On display, too, was Trump’s vision of himself as a leader who would act on his own, unburdened by constraints imposed by Congress or the courts. (He mentioned neither anywhere in the speech.) At one point, Trump described an imagined scenario in which, as president, he would personally threaten the CEO of Ford with a “35 percent tax” on the sale of every car unless he moved a then-planned factory from Mexico back to the United States. The corporate titan, Trump assured the crowd, would cave quickly.
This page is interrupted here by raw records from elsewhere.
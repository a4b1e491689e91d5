//! 楼层 / 楼栋汇总。
//!
//! 每个聚合周期重新构建，仅归产生它的周期所有，不跨周期共享。

use crate::telemetry::QualityReading;

/// 楼层标识（校区 + 楼栋 + 楼层），按此顺序排序。
#[derive(Debug, Clone, Copy, PartialEq, Eq, Hash, PartialOrd, Ord)]
pub struct FloorKey {
    pub campus_no: u8,
    pub building_no: u8,
    pub floor_no: u8,
}

impl FloorKey {
    pub fn new(campus_no: u8, building_no: u8, floor_no: u8) -> Self {
        Self {
            campus_no,
            building_no,
            floor_no,
        }
    }
}

/// 楼层汇总。
#[derive(Debug, Clone, PartialEq)]
pub struct FloorSummary {
    pub key: FloorKey,
    /// 全部水表数（在线 + 离线 + 请求失败）
    pub device_count: usize,
    pub online_count: usize,
    /// 全部水表流量之和
    pub total_flow: f64,
    /// 以下均值只在在线水表上计算，无在线水表时为 0
    pub avg_flow: f64,
    pub avg_pressure: f64,
    pub avg_temperature: f64,
    /// 参与压力 / 温度均值的在线水表数（未取得读数的不计入）
    pub pressure_samples: usize,
    pub temperature_samples: usize,
    /// 本层水质传感器读数；缺失表示“未知”，不等同于 0
    pub water_quality: Option<QualityReading>,
}

impl FloorSummary {
    pub fn floor(&self) -> u8 {
        self.key.floor_no
    }

    pub fn offline_count(&self) -> usize {
        self.device_count - self.online_count
    }
}

/// 楼栋汇总（楼层汇总再上卷一级）。
#[derive(Debug, Clone, PartialEq)]
pub struct BuildingSummary {
    pub campus_no: u8,
    pub building_no: u8,
    /// 按楼层号升序
    pub floors: Vec<FloorSummary>,
    pub device_count: usize,
    pub online_count: usize,
    pub total_flow: f64,
    pub avg_flow: f64,
    pub avg_pressure: f64,
    pub avg_temperature: f64,
}

impl BuildingSummary {
    pub fn offline_count(&self) -> usize {
        self.device_count - self.online_count
    }

    pub fn floor(&self, floor_no: u8) -> Option<&FloorSummary> {
        self.floors.iter().find(|floor| floor.key.floor_no == floor_no)
    }
}
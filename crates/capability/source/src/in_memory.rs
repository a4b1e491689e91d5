//! 内存数据源（用于测试与本地演示）。

use crate::error::SourceError;
use crate::fetched::{Fetched, TaskStatus};
use crate::traits::{
    ConfigSource, SimulatorSource, StatusSource, TelemetryField, TelemetrySource,
};
use async_trait::async_trait;
use domain::BuildingConfig;
use std::collections::{HashMap, HashSet};
use std::sync::RwLock;
use std::sync::atomic::{AtomicBool, AtomicUsize, Ordering};

#[derive(Default)]
struct SimulatorState {
    device_count: Option<u64>,
    initialized: Option<bool>,
    task_status: Option<TaskStatus>,
}

/// 同时实现全部数据源接口的内存实现。
///
/// - 未设置的读数返回 `Fetched::Defaulted`
/// - 标记为失败的设备所有读数请求返回错误
/// - 未设置的配置 / 模拟器字段返回错误
pub struct InMemorySources {
    config: RwLock<Option<BuildingConfig>>,
    statuses: RwLock<HashMap<String, String>>,
    status_unavailable: AtomicBool,
    readings: RwLock<HashMap<(String, TelemetryField), f64>>,
    failing_devices: RwLock<HashSet<String>>,
    simulator: RwLock<SimulatorState>,
    status_calls: AtomicUsize,
    reading_calls: AtomicUsize,
}

impl InMemorySources {
    pub fn new() -> Self {
        Self {
            config: RwLock::new(None),
            statuses: RwLock::new(HashMap::new()),
            status_unavailable: AtomicBool::new(false),
            readings: RwLock::new(HashMap::new()),
            failing_devices: RwLock::new(HashSet::new()),
            simulator: RwLock::new(SimulatorState::default()),
            status_calls: AtomicUsize::new(0),
            reading_calls: AtomicUsize::new(0),
        }
    }

    pub fn with_config(config: BuildingConfig) -> Self {
        let sources = Self::new();
        sources.set_config(Some(config));
        sources
    }

    pub fn set_config(&self, config: Option<BuildingConfig>) {
        if let Ok(mut slot) = self.config.write() {
            *slot = config;
        }
    }

    pub fn set_status(&self, device_id: &str, status: &str) {
        if let Ok(mut map) = self.statuses.write() {
            map.insert(device_id.to_string(), status.to_string());
        }
    }

    /// 模拟状态接口整体不可用。
    pub fn set_status_unavailable(&self, unavailable: bool) {
        self.status_unavailable.store(unavailable, Ordering::SeqCst);
    }

    pub fn set_reading(&self, device_id: &str, field: TelemetryField, value: f64) {
        if let Ok(mut map) = self.readings.write() {
            map.insert((device_id.to_string(), field), value);
        }
    }

    /// 设置一块在线水表的三项读数。
    pub fn add_online_meter(&self, device_id: &str, flow: f64, pressure: f64, temperature: f64) {
        self.set_status(device_id, "online");
        self.set_reading(device_id, TelemetryField::Flow, flow);
        self.set_reading(device_id, TelemetryField::Pressure, pressure);
        self.set_reading(device_id, TelemetryField::Temperature, temperature);
    }

    /// 该设备的所有读数请求都返回错误。
    pub fn fail_device(&self, device_id: &str) {
        if let Ok(mut set) = self.failing_devices.write() {
            set.insert(device_id.to_string());
        }
    }

    pub fn set_simulator(
        &self,
        device_count: Option<u64>,
        initialized: Option<bool>,
        task_status: Option<TaskStatus>,
    ) {
        if let Ok(mut state) = self.simulator.write() {
            *state = SimulatorState {
                device_count,
                initialized,
                task_status,
            };
        }
    }

    pub fn status_calls(&self) -> usize {
        self.status_calls.load(Ordering::SeqCst)
    }

    pub fn reading_calls(&self) -> usize {
        self.reading_calls.load(Ordering::SeqCst)
    }

    fn simulator_field<T>(
        &self,
        name: &str,
        pick: impl FnOnce(&SimulatorState) -> Option<T>,
    ) -> Result<Fetched<T>, SourceError> {
        let state = self
            .simulator
            .read()
            .map_err(|_| SourceError::unavailable("lock failed"))?;
        pick(&*state)
            .map(Fetched::Value)
            .ok_or_else(|| SourceError::unavailable(format!("{} not set", name)))
    }
}

impl Default for InMemorySources {
    fn default() -> Self {
        Self::new()
    }
}

#[async_trait]
impl ConfigSource for InMemorySources {
    async fn building_config(&self) -> Result<BuildingConfig, SourceError> {
        let config = self
            .config
            .read()
            .map_err(|_| SourceError::unavailable("lock failed"))?;
        (*config).ok_or_else(|| SourceError::unavailable("building config not set"))
    }
}

#[async_trait]
impl StatusSource for InMemorySources {
    async fn device_status(
        &self,
        ids: &[String],
    ) -> Result<HashMap<String, String>, SourceError> {
        self.status_calls.fetch_add(1, Ordering::SeqCst);
        if self.status_unavailable.load(Ordering::SeqCst) {
            return Err(SourceError::unavailable("status service down"));
        }
        let map = self
            .statuses
            .read()
            .map_err(|_| SourceError::unavailable("lock failed"))?;
        Ok(ids
            .iter()
            .filter_map(|id| map.get(id).map(|status| (id.clone(), status.clone())))
            .collect())
    }
}

#[async_trait]
impl TelemetrySource for InMemorySources {
    async fn reading(
        &self,
        device_id: &str,
        field: TelemetryField,
    ) -> Result<Fetched<f64>, SourceError> {
        self.reading_calls.fetch_add(1, Ordering::SeqCst);
        let failing = self
            .failing_devices
            .read()
            .map_err(|_| SourceError::unavailable("lock failed"))?;
        if failing.contains(device_id) {
            return Err(SourceError::unavailable(format!(
                "device {} unreachable",
                device_id
            )));
        }
        let map = self
            .readings
            .read()
            .map_err(|_| SourceError::unavailable("lock failed"))?;
        Ok(map
            .get(&(device_id.to_string(), field))
            .copied()
            .map(Fetched::Value)
            .unwrap_or(Fetched::Defaulted))
    }
}

#[async_trait]
impl SimulatorSource for InMemorySources {
    async fn device_count(&self) -> Result<Fetched<u64>, SourceError> {
        self.simulator_field("device count", |state| state.device_count)
    }

    async fn is_initialized(&self) -> Result<Fetched<bool>, SourceError> {
        self.simulator_field("initialized flag", |state| state.initialized)
    }

    async fn task_status(&self) -> Result<Fetched<TaskStatus>, SourceError> {
        self.simulator_field("task status", |state| state.task_status)
    }
}
//! 模拟器状态（5 秒调度器的最新快照）。
//!
//! - GET /api/simulator/status

use crate::state::AppState;
use crate::utils::response::{ok, simulator_to_dto, snapshot_to_dto};
use axum::{extract::State, http::StatusCode, response::Response};

pub async fn get_simulator_status(State(state): State<AppState>) -> Response {
    let snapshot = state.simulator.snapshot();
    ok(StatusCode::OK, snapshot_to_dto(&snapshot, simulator_to_dto))
}
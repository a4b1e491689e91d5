//! 输入验证辅助函数
//!
//! - parse_campus：解析路径中的校区号
//! - require_known_campus：校区号必须在校区目录中
//! - require_building：楼号必须在当前配置的楼栋范围内
//!
//! 失败返回 bad_request_error 响应

use crate::utils::response::bad_request_error;
use axum::response::Response;
use domain::{BuildingConfig, Campus};

/// 解析路径中的校区号（任意 0..=255 的数字；未知校区按 `未知` 展示）
pub fn parse_campus(raw: &str) -> Result<u8, Response> {
    raw.trim()
        .parse::<u8>()
        .map_err(|_| bad_request_error(format!("invalid campusNo: {raw}")))
}

/// 校区号必须是已知校区（可用于设备编码）
pub fn require_known_campus(campus_no: u8) -> Result<Campus, Response> {
    Campus::from_no(campus_no)
        .ok_or_else(|| bad_request_error(format!("unknown campusNo: {campus_no}")))
}

/// 楼号必须在 `1..=total_buildings` 内
pub fn require_building(building_no: u8, config: &BuildingConfig) -> Result<u8, Response> {
    if building_no == 0 || building_no as u32 > config.total_buildings {
        return Err(bad_request_error(format!(
            "buildingNo out of range: {building_no} (expected 1..={})",
            config.total_buildings
        )));
    }
    Ok(building_no)
}
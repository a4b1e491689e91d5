use api_contract::{
    BuildingConfigPayload, BuildingDto, FloorSummaryDto, SelectBuildingRequest, TaskStatusPayload,
    UpstreamEnvelope,
};
use serde_json::Value;

#[test]
fn building_dto_is_camel_case_with_type_key() {
    let dto = BuildingDto {
        id: "education-2-1".to_string(),
        building_type: "education".to_string(),
        name: "龙子湖校区教学楼1号".to_string(),
        building_no: 1,
    };
    let value = serde_json::to_value(dto).expect("serialize");
    assert_eq!(value.get("type"), Some(&Value::from("education")));
    assert!(value.get("buildingNo").is_some());
    assert!(value.get("building_type").is_none());
}

#[test]
fn floor_without_sensor_serializes_null_water_quality() {
    let dto = FloorSummaryDto {
        floor: 3,
        device_count: 4,
        online_count: 2,
        offline_count: 2,
        total_flow: 6.0,
        avg_flow: 3.0,
        avg_pressure: 0.0,
        avg_temperature: 0.0,
        water_quality: None,
    };
    let value = serde_json::to_value(dto).expect("serialize");
    assert_eq!(value.get("waterQuality"), Some(&Value::Null));
    assert_eq!(value.get("avgFlow"), Some(&Value::from(3.0)));
}

#[test]
fn building_config_payload_tolerates_missing_fields() {
    let payload: BuildingConfigPayload =
        serde_json::from_str(r#"{"educationStart":2,"totalBuildings":8}"#).expect("parse");
    assert_eq!(payload.education_start, Some(2));
    assert_eq!(payload.total_buildings, Some(8));
    assert!(payload.floors.is_none());
}

#[test]
fn upstream_envelope_accepts_string_and_numeric_codes() {
    let envelope: UpstreamEnvelope<f64> =
        serde_json::from_str(r#"{"code":"00000","message":"ok","data":1.5}"#).expect("parse");
    assert_eq!(envelope.data, Some(1.5));

    let envelope: UpstreamEnvelope<TaskStatusPayload> =
        serde_json::from_str(r#"{"code":200,"msg":"success","data":{"meterRunning":true}}"#)
            .expect("parse");
    assert_eq!(envelope.message.as_deref(), Some("success"));
    let data = envelope.data.expect("data");
    assert!(data.meter_running);
    assert!(!data.sensor_running);
}

#[test]
fn select_request_accepts_short_aliases() {
    let req: SelectBuildingRequest =
        serde_json::from_str(r#"{"campus":2,"building":5}"#).expect("parse");
    assert_eq!(req.campus_no, 2);
    assert_eq!(req.building_no, 5);
}
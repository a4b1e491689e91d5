//! 响应构造与输入验证。

pub mod response;
pub mod validation;
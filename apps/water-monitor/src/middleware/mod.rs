//! 请求中间件。

pub mod context;

pub use context::request_context;
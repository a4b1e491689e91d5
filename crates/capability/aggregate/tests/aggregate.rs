use domain::{BuildingConfig, DeviceStatus, DeviceTelemetry, FloorKey};
use std::sync::Arc;
use water_aggregate::{AggregateError, SimulatorProbe, TelemetryAggregator};
use water_source::{InMemorySources, TaskStatus, TelemetryField};

fn aggregator(sources: &Arc<InMemorySources>) -> TelemetryAggregator {
    TelemetryAggregator::new(sources.clone(), sources.clone())
}

fn ids(values: &[&str]) -> Vec<String> {
    values.iter().map(|value| value.to_string()).collect()
}

fn approx(left: f64, right: f64) -> bool {
    (left - right).abs() < 1e-9
}

#[tokio::test]
async fn averages_use_online_devices_only() {
    let sources = Arc::new(InMemorySources::new());
    sources.add_online_meter("110101001", 2.0, 0.2, 20.0);
    sources.add_online_meter("110101002", 4.0, 0.4, 22.0);
    sources.set_status("110101003", "offline");
    sources.set_reading("110101003", TelemetryField::Flow, 0.0);
    sources.set_reading("110101004", TelemetryField::Flow, 0.0);

    let report = aggregator(&sources)
        .fetch_and_aggregate(&ids(&["110101001", "110101002", "110101003", "110101004"]))
        .await;

    let floor = report
        .floors
        .get(&FloorKey::new(1, 1, 1))
        .expect("floor 1");
    assert_eq!(floor.device_count, 4);
    assert_eq!(floor.online_count, 2);
    assert_eq!(floor.offline_count(), 2);
    assert_eq!(floor.total_flow, 6.0);
    assert_eq!(floor.avg_flow, 3.0);
    assert!(approx(floor.avg_pressure, 0.3));
    assert!(approx(floor.avg_temperature, 21.0));
    assert!(floor.water_quality.is_none());
}

#[tokio::test]
async fn one_failed_device_does_not_spoil_the_batch() {
    let sources = Arc::new(InMemorySources::new());
    let all = ids(&["110101001", "110101002", "110101003", "110101004", "110101005"]);
    for (index, id) in all.iter().enumerate() {
        sources.add_online_meter(id, (index + 1) as f64, 0.5, 18.0);
    }
    sources.fail_device("110101003");

    let report = aggregator(&sources).fetch_and_aggregate(&all).await;
    let floor = report
        .floors
        .get(&FloorKey::new(1, 1, 1))
        .expect("floor 1");
    assert_eq!(floor.device_count, 5);
    assert_eq!(floor.online_count, 4);
    assert_eq!(floor.total_flow, 12.0);
    assert_eq!(floor.avg_flow, 3.0);

    let Some(DeviceTelemetry::Meter(failed)) = report.device("110101003") else {
        panic!("failed device missing from report");
    };
    assert_eq!(failed.status, DeviceStatus::Offline);
    assert_eq!(failed.flow, 0.0);
    assert_eq!(failed.pressure, Some(0.0));
    assert_eq!(failed.temperature, Some(0.0));
    assert!(failed.fetch_failed);

    let Some(DeviceTelemetry::Meter(healthy)) = report.device("110101005") else {
        panic!("healthy device missing from report");
    };
    assert_eq!(healthy.flow, 5.0);
    assert_eq!(healthy.pressure, Some(0.5));
    assert!(!healthy.fetch_failed);
}

#[tokio::test]
async fn malformed_ids_are_counted_not_grouped() {
    let sources = Arc::new(InMemorySources::new());
    sources.add_online_meter("110101001", 1.0, 0.1, 15.0);

    let report = aggregator(&sources)
        .fetch_and_aggregate(&ids(&["110101001", "12345", "999999999", "1a0010001"]))
        .await;
    assert_eq!(report.malformed_count, 3);
    assert_eq!(report.devices.len(), 1);
    assert_eq!(report.floors.len(), 1);
    // 只为可解析设备发起请求：1 次状态 + 3 项读数
    assert_eq!(sources.status_calls(), 1);
    assert_eq!(sources.reading_calls(), 3);
}

#[tokio::test]
async fn status_outage_keeps_readings() {
    let sources = Arc::new(InMemorySources::new());
    sources.add_online_meter("110101001", 1.5, 0.1, 15.0);
    sources.add_online_meter("110101002", 2.5, 0.1, 15.0);
    sources.set_status_unavailable(true);

    let report = aggregator(&sources)
        .fetch_and_aggregate(&ids(&["110101001", "110101002"]))
        .await;
    let floor = report
        .floors
        .get(&FloorKey::new(1, 1, 1))
        .expect("floor 1");
    assert_eq!(floor.device_count, 2);
    assert_eq!(floor.online_count, 0);
    assert_eq!(floor.total_flow, 4.0);
    assert_eq!(floor.avg_flow, 0.0);
    assert_eq!(sources.reading_calls(), 6);
}

#[tokio::test]
async fn water_quality_attaches_to_its_floor() {
    let sources = Arc::new(InMemorySources::new());
    sources.add_online_meter("110101001", 1.0, 0.2, 16.0);
    sources.add_online_meter("110102001", 2.0, 0.2, 16.0);
    sources.set_status("210101001", "online");
    sources.set_reading("210101001", TelemetryField::Turbidity, 0.8);
    sources.set_reading("210101001", TelemetryField::Ph, 7.2);
    sources.set_reading("210101001", TelemetryField::Chlorine, 0.3);

    let report = aggregator(&sources)
        .fetch_and_aggregate(&ids(&["110101001", "110102001", "210101001"]))
        .await;

    let first = report
        .floors
        .get(&FloorKey::new(1, 1, 1))
        .expect("floor 1");
    assert_eq!(first.device_count, 1);
    let quality = first.water_quality.as_ref().expect("quality row");
    assert_eq!(quality.ph, 7.2);
    assert_eq!(quality.temperature, 0.0);
    assert!(quality.status.is_online());

    let second = report
        .floors
        .get(&FloorKey::new(1, 1, 2))
        .expect("floor 2");
    assert!(second.water_quality.is_none());
}

#[tokio::test]
async fn building_rollup_weights_by_online_devices() {
    let sources = Arc::new(InMemorySources::new());
    sources.add_online_meter("110101001", 2.0, 0.0, 0.0);
    sources.add_online_meter("110101002", 4.0, 0.0, 0.0);
    sources.add_online_meter("110102001", 6.0, 0.0, 0.0);
    sources.set_reading("110102002", TelemetryField::Flow, 0.0);

    let report = aggregator(&sources)
        .fetch_and_aggregate(&ids(&["110101001", "110101002", "110102001", "110102002"]))
        .await;
    let buildings = report.buildings();
    assert_eq!(buildings.len(), 1);
    let building = &buildings[0];
    assert_eq!(building.floors.len(), 2);
    assert_eq!(building.device_count, 4);
    assert_eq!(building.online_count, 3);
    assert_eq!(building.total_flow, 12.0);
    assert_eq!(building.avg_flow, 4.0);
}

#[tokio::test]
async fn missing_pressure_and_temperature_stay_out_of_averages() {
    let sources = Arc::new(InMemorySources::new());
    sources.add_online_meter("110101001", 2.0, 0.4, 20.0);
    sources.set_status("110101002", "online");
    sources.set_reading("110101002", TelemetryField::Flow, 4.0);
    sources.add_online_meter("110102001", 6.0, 0.1, 10.0);

    let report = aggregator(&sources)
        .fetch_and_aggregate(&ids(&["110101001", "110101002", "110102001"]))
        .await;

    let floor = report
        .floors
        .get(&FloorKey::new(1, 1, 1))
        .expect("floor 1");
    assert_eq!(floor.online_count, 2);
    assert_eq!(floor.avg_flow, 3.0);
    assert_eq!(floor.pressure_samples, 1);
    assert_eq!(floor.temperature_samples, 1);
    assert!(approx(floor.avg_pressure, 0.4));
    assert!(approx(floor.avg_temperature, 20.0));

    let building = report.building(1, 1);
    assert_eq!(building.online_count, 3);
    assert!(approx(building.avg_flow, 4.0));
    assert!(approx(building.avg_pressure, 0.25));
    assert!(approx(building.avg_temperature, 15.0));
}

#[tokio::test]
async fn building_fetch_covers_every_meter_and_sensor() {
    let sources = Arc::new(InMemorySources::new());
    let aggregator = aggregator(&sources);
    let config = BuildingConfig::FALLBACK;

    let report = aggregator
        .fetch_building(2, 4, &config)
        .await
        .expect("building report");
    assert_eq!(report.malformed_count, 0);
    assert_eq!(report.summary.floors.len(), 6);
    assert_eq!(report.summary.device_count, 60);
    assert_eq!(report.summary.online_count, 0);
    assert!(
        report
            .summary
            .floors
            .iter()
            .all(|floor| floor.water_quality.is_some())
    );

    let err = aggregator
        .fetch_building(2, 7, &config)
        .await
        .expect_err("building outside config");
    assert!(matches!(err, AggregateError::UnknownBuilding { .. }));
}

#[tokio::test]
async fn simulator_probe_defaults_each_field() {
    let sources = Arc::new(InMemorySources::new());
    sources.set_simulator(
        Some(420),
        None,
        Some(TaskStatus {
            meter_running: false,
            sensor_running: true,
        }),
    );
    let snapshot = SimulatorProbe::new(sources.clone()).probe().await;
    assert_eq!(snapshot.device_count, 420);
    assert!(!snapshot.initialized);
    assert!(snapshot.sensor_running);
    assert!(snapshot.any_task_running());
}
//! 校园供水监控 HTTP 服务：楼宇拓扑、楼栋遥测汇总与刷新调度。

mod handlers;
mod middleware;
mod routes;
mod state;
mod utils;

use state::{AppState, MonitorSettings};
use std::sync::Arc;
use tracing::info;
use water_config::AppConfig;
use water_source::HttpSources;
use water_telemetry::init_tracing;

#[tokio::main]
async fn main() -> Result<(), Box<dyn std::error::Error>> {
    // 加载本地 .env（如存在），便于直接 cargo run 启动
    dotenvy::dotenv().ok();
    // 从环境变量加载运行配置
    let config = AppConfig::from_env()?;
    // 初始化结构化日志
    init_tracing();

    // 设备服务 + 数据服务
    let sources = Arc::new(HttpSources::new(
        config.device_api_url.clone(),
        config.data_api_url.clone(),
        config.http_timeout(),
        config.auth_token.clone(),
    )?);
    let state = AppState::from_sources(
        sources,
        MonitorSettings {
            telemetry_period: config.telemetry_refresh_period(),
            status_period: config.status_refresh_period(),
        },
    );

    // 启动时默认监控默认校区 1 号楼
    state.select_building(config.default_campus, 1).await;

    let app = routes::create_router(state);
    let listener = tokio::net::TcpListener::bind(&config.http_addr).await?;
    info!(
        target: "water.api",
        addr = %config.http_addr,
        device_api = %config.device_api_url,
        data_api = %config.data_api_url,
        "http_listening"
    );
    axum::serve(listener, app).await?;
    Ok(())
}
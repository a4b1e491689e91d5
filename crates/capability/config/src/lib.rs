//! 应用运行配置加载。

use std::env;
use std::time::Duration;

/// 配置加载错误。
#[derive(Debug, thiserror::Error)]
pub enum ConfigError {
    #[error("invalid value for {0}: {1}")]
    Invalid(String, String),
}

/// 应用运行配置。
#[derive(Debug, Clone)]
pub struct AppConfig {
    pub http_addr: String,
    /// 设备服务（楼宇配置、设备状态、模拟器状态）
    pub device_api_url: String,
    /// 数据服务（流量、压力、温度、水质读数）
    pub data_api_url: String,
    pub http_timeout_ms: u64,
    pub auth_token: Option<String>,
    /// 设备 / 任务状态刷新周期
    pub status_refresh_seconds: u64,
    /// 楼栋遥测刷新周期
    pub telemetry_refresh_seconds: u64,
    pub default_campus: u8,
}

impl AppConfig {
    /// 从环境变量读取配置。
    pub fn from_env() -> Result<Self, ConfigError> {
        let http_addr =
            env::var("WATER_HTTP_ADDR").unwrap_or_else(|_| "127.0.0.1:8080".to_string());
        let device_api_url = read_url_with_default("WATER_DEVICE_API_URL", "http://127.0.0.1:18097");
        let data_api_url = read_url_with_default("WATER_DATA_API_URL", "http://127.0.0.1:18016");
        let http_timeout_ms = read_u64_with_default("WATER_HTTP_TIMEOUT_MS", 10_000)?;
        let auth_token = read_optional("WATER_AUTH_TOKEN");
        let status_refresh_seconds = read_positive_u64("WATER_STATUS_REFRESH_SECONDS", 5)?;
        let telemetry_refresh_seconds = read_positive_u64("WATER_TELEMETRY_REFRESH_SECONDS", 30)?;
        let default_campus = read_u8_with_default("WATER_DEFAULT_CAMPUS", 2)?;
        if !(1..=3).contains(&default_campus) {
            return Err(ConfigError::Invalid(
                "WATER_DEFAULT_CAMPUS".to_string(),
                default_campus.to_string(),
            ));
        }

        Ok(Self {
            http_addr,
            device_api_url,
            data_api_url,
            http_timeout_ms,
            auth_token,
            status_refresh_seconds,
            telemetry_refresh_seconds,
            default_campus,
        })
    }

    pub fn http_timeout(&self) -> Duration {
        Duration::from_millis(self.http_timeout_ms)
    }

    pub fn status_refresh_period(&self) -> Duration {
        Duration::from_secs(self.status_refresh_seconds)
    }

    pub fn telemetry_refresh_period(&self) -> Duration {
        Duration::from_secs(self.telemetry_refresh_seconds)
    }
}

fn read_url_with_default(key: &str, default: &str) -> String {
    read_optional(key)
        .unwrap_or_else(|| default.to_string())
        .trim_end_matches('/')
        .to_string()
}

fn read_u8_with_default(key: &str, default: u8) -> Result<u8, ConfigError> {
    let value = match env::var(key) {
        Ok(value) => value,
        Err(_) => return Ok(default),
    };
    value
        .parse::<u8>()
        .map_err(|_| ConfigError::Invalid(key.to_string(), value))
}

fn read_u64_with_default(key: &str, default: u64) -> Result<u64, ConfigError> {
    let value = match env::var(key) {
        Ok(value) => value,
        Err(_) => return Ok(default),
    };
    value
        .parse::<u64>()
        .map_err(|_| ConfigError::Invalid(key.to_string(), value))
}

/// 读取必须为正数的周期配置。
fn read_positive_u64(key: &str, default: u64) -> Result<u64, ConfigError> {
    let value = read_u64_with_default(key, default)?;
    if value == 0 {
        return Err(ConfigError::Invalid(key.to_string(), "0".to_string()));
    }
    Ok(value)
}

fn read_optional(key: &str) -> Option<String> {
    match env::var(key) {
        Ok(value) if !value.is_empty() => Some(value),
        _ => None,
    }
}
Earlier this spring, the president issued a public warning to Apple’s Tim Cook that he would slap a large tariff on any iPhones constructed outside the U.S—a threat nearly identical to the one he’d laid out in his campaign debut.

Trump himself has folded more times than he’d ever admit. He ditched his long-ago pledge to “drain the swamp” in favor of open profiteering off the presidency. And he’s largely abandoned Trump Tower as a base of operations.

During his first campaign, Trump returned to his New York home almost nightly, and after his surprise election in 2016, he conducted most of his interviews with would-be Cabinet secretaries there. Job-seekers and other supplicants, on their way to meetings upstairs, paraded amid reporters staked out in the lobby. For much of Trump’s first term and beyond, Trump Tower became a backdrop for press conferences and protests by Democrats—and the occasional pledge of political fealty by Republicans.

But Trump eventually stopped returning to a city that had soured on him. He decamped to warmer climes (politically as well as meteorologically). His resorts in West Palm Beach, Florida, and Bedminster, New Jersey, were far more spacious and easier to secure. Although First Lady Melania Trump and the couple’s son, Barron, still spend significant time at Trump Tower, the president does not.

No one was protesting when I visited Trump Tower last week. The visible security presence—a couple of police cruisers and a private guard out front—was not large by New York City standards. In the atrium, however, the president’s supporters gave the Trump Organization plenty of business. “It looks exactly like it does on TV!” marveled Amy Head, a 48-year-old history teacher from Albany, Georgia. Seeing Trump Tower, she said, was a priority for her family’s trip to Manhattan, which also included tickets to The Lion King on Broadway and a tour of the 9/11 Memorial Museum. “We’ve been supporting him ever since he came down the golden escalator,” Head said of Trump as we stood a few feet away from it. “And we’ll vote for him again, too, if we can.”

In a couple of cases, the praise from Trump fans I spoke with on Monday echoed, down to the word, the comments his supporters (paid or otherwise) made to me a decade ago, when he first launched his campaign at that very spot. “He’s not a politician. He’s a businessman,” Nathan Nielsen, a 50-year-old from Utah, explained. “He doesn’t have to do this. He’s doing it for us.”

A few minutes later, a guide was ushering a large group of high-school students down the escalator. Was Trump Tower now an official tour stop, I wondered? Not exactly, the guide, Mike Koenig, told me. “I avoid this place like the plague,” he said. This was simply the nearest (or, at least, the cleanest) public restroom to Central Park.